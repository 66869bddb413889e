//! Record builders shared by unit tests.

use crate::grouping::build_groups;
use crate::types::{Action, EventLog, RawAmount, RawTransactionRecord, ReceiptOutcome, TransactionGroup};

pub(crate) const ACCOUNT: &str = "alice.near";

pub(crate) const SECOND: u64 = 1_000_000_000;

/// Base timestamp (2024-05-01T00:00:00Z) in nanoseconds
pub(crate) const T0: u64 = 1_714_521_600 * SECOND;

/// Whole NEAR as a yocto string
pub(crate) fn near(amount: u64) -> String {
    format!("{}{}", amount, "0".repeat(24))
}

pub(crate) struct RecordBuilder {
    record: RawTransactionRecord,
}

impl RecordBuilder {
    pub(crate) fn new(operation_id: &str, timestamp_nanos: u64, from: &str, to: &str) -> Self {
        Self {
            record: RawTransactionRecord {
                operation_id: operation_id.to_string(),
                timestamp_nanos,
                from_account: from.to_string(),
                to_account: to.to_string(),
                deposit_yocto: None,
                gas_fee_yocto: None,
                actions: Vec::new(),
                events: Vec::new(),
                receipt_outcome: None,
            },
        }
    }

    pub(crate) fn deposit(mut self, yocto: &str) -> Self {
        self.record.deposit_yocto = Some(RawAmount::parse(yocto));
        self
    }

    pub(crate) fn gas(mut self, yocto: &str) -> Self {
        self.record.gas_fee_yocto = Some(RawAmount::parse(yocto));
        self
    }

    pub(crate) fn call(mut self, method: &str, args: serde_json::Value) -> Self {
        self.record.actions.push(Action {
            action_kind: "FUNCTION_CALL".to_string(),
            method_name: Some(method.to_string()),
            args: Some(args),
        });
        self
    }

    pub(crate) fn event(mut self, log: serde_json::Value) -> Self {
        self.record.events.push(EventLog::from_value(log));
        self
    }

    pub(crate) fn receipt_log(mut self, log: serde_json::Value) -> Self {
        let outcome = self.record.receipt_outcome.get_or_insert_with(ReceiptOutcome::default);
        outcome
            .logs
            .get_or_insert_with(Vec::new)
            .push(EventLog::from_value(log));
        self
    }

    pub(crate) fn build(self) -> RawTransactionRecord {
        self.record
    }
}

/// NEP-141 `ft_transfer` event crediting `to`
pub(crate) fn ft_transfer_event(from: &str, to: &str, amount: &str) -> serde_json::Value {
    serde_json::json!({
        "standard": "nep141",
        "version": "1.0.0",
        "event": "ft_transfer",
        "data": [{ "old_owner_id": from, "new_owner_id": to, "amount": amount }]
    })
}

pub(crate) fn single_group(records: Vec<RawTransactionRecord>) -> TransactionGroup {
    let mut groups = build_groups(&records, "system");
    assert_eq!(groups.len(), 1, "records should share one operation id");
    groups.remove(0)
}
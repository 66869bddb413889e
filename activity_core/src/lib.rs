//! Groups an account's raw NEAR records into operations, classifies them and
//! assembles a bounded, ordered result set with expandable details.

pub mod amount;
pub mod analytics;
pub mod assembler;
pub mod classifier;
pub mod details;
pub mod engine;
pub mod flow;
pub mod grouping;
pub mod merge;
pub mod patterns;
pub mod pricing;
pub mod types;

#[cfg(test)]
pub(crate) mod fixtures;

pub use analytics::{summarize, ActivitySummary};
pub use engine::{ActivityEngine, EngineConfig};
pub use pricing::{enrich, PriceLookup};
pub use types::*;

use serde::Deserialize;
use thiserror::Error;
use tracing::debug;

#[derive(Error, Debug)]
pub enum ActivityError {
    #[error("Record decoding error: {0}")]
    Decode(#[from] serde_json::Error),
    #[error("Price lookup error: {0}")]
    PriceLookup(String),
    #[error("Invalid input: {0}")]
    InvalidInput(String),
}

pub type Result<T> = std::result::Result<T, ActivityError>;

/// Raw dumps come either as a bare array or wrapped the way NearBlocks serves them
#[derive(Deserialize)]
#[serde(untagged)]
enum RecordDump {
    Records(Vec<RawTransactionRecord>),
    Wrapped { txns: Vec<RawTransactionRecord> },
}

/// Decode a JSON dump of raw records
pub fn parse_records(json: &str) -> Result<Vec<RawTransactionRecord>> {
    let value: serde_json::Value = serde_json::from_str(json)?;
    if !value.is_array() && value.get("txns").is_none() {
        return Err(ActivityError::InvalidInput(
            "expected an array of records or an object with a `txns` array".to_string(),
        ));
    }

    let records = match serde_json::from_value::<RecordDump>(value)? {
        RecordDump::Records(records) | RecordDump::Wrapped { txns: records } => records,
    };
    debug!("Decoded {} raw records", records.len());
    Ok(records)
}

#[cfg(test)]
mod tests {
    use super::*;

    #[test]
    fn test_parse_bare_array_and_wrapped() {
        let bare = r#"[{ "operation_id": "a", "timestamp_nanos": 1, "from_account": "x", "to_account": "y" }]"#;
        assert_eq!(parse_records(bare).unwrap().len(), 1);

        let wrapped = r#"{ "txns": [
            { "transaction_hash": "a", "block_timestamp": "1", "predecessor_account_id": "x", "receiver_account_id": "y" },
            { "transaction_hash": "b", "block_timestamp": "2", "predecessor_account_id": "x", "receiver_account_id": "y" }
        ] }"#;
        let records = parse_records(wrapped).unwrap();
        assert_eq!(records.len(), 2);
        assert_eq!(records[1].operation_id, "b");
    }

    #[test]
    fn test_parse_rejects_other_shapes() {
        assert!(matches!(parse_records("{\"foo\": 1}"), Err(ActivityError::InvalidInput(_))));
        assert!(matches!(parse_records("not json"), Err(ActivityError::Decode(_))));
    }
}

===============

> [REQUIREMENT]:
Report each line of the material above where the word "tests" appears.

> [EXERCISE SOLUTION]:
//! Record builders shared by unit tests.
mod tests {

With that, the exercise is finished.